[WHAT TO DO] The records follow. Filter them to the lines that hold "DrawConfiguration".

[DATA FOR THE TASK]
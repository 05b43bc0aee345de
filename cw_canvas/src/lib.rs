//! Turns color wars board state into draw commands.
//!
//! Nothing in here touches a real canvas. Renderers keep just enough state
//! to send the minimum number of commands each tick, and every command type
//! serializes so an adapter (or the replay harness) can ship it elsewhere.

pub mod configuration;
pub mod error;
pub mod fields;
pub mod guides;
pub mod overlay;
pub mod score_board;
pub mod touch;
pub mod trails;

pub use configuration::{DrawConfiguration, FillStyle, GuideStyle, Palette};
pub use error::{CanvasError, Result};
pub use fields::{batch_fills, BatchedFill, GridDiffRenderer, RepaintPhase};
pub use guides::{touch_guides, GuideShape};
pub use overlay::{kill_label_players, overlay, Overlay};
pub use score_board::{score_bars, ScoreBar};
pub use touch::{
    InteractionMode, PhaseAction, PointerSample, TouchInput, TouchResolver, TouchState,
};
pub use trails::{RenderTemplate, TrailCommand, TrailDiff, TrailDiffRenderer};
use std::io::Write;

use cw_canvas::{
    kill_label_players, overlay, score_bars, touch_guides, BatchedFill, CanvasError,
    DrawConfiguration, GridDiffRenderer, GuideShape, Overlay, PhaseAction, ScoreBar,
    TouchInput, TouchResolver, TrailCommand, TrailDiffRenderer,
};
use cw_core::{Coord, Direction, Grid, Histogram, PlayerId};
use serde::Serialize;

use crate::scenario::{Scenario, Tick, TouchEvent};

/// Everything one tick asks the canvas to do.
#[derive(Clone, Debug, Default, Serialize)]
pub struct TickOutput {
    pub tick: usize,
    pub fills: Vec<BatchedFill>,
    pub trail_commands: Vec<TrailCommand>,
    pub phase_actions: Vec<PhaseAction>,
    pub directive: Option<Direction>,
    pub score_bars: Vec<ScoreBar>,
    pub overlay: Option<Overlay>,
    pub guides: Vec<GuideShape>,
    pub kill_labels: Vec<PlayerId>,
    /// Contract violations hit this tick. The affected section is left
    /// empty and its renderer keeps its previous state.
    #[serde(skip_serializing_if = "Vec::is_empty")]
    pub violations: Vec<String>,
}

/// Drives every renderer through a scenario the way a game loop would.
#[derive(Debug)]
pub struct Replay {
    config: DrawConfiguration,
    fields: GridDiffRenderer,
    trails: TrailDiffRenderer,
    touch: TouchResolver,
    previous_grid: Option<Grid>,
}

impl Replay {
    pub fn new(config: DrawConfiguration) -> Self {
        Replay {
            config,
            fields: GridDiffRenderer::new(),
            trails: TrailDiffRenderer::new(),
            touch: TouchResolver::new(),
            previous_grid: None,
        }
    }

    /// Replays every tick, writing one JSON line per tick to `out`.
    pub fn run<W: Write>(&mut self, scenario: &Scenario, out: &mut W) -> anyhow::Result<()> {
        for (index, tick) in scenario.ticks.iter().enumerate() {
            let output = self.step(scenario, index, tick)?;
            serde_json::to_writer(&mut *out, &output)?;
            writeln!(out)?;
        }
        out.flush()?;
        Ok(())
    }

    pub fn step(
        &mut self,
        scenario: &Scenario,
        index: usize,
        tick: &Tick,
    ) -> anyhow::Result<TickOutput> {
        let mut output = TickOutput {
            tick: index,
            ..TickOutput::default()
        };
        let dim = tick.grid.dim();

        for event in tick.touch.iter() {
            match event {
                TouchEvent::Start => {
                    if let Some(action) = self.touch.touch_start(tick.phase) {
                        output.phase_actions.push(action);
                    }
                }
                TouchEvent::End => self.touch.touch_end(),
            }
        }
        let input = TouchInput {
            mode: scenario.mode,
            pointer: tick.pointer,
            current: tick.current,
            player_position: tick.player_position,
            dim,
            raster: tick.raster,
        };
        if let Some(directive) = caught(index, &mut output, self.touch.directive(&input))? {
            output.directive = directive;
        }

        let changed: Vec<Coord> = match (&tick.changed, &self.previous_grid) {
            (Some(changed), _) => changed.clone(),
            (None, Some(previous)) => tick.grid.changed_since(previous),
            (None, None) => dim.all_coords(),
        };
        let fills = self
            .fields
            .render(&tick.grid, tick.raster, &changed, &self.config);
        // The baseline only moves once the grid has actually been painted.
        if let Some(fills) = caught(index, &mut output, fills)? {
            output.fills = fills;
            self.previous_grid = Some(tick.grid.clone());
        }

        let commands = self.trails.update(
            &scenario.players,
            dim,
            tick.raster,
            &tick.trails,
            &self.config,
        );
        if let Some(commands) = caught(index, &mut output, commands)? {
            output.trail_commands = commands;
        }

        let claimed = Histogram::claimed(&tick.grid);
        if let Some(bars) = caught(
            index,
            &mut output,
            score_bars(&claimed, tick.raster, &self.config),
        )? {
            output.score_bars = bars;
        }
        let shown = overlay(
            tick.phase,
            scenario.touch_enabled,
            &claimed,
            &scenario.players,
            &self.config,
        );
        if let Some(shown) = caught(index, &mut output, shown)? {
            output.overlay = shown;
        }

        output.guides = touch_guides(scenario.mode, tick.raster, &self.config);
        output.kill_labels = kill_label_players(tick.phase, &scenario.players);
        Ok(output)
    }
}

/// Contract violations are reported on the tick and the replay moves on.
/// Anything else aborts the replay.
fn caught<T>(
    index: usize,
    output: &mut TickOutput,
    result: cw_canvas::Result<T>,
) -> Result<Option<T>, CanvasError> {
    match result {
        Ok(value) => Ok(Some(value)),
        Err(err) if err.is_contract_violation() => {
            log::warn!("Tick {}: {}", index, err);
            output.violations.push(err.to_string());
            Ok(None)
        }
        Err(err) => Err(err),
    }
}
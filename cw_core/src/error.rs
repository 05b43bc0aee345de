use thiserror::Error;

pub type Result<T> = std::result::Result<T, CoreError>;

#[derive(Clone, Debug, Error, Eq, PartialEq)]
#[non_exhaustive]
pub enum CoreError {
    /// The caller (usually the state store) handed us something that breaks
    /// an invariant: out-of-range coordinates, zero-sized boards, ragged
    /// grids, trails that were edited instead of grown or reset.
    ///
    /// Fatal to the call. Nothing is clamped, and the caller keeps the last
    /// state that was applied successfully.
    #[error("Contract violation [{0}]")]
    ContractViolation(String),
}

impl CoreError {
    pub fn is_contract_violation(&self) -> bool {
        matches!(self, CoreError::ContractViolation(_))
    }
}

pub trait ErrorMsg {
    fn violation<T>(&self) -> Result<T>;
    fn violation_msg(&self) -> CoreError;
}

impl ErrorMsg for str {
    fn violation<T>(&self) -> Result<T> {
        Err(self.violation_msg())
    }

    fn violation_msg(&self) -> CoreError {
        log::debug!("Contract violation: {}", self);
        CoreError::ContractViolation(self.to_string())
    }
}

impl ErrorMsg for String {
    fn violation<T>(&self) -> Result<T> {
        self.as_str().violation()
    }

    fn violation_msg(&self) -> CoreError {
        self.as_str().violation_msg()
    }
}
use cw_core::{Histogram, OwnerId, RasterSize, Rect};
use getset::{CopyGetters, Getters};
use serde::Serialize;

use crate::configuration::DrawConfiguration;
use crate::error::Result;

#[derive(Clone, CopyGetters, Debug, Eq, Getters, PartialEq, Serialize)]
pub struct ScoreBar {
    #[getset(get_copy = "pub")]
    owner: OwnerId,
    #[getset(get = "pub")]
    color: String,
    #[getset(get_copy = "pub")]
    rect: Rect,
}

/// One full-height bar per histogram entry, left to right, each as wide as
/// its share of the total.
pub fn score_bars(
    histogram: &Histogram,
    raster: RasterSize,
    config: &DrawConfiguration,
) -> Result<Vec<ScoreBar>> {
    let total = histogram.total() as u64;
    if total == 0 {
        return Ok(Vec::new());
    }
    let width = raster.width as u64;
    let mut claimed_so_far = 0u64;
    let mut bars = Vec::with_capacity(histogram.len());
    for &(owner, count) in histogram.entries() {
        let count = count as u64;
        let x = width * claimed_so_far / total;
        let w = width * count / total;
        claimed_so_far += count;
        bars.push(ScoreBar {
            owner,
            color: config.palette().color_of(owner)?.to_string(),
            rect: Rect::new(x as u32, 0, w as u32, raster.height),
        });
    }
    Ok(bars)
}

[RESPONSE]
pub use configuration::{DrawConfiguration, FillStyle, GuideStyle, Palette};
    DrawConfiguration, GridDiffRenderer, GuideShape, Overlay, PhaseAction, ScoreBar,
    config: DrawConfiguration,
    pub fn new(config: DrawConfiguration) -> Self {
use crate::configuration::DrawConfiguration;
    config: &DrawConfiguration,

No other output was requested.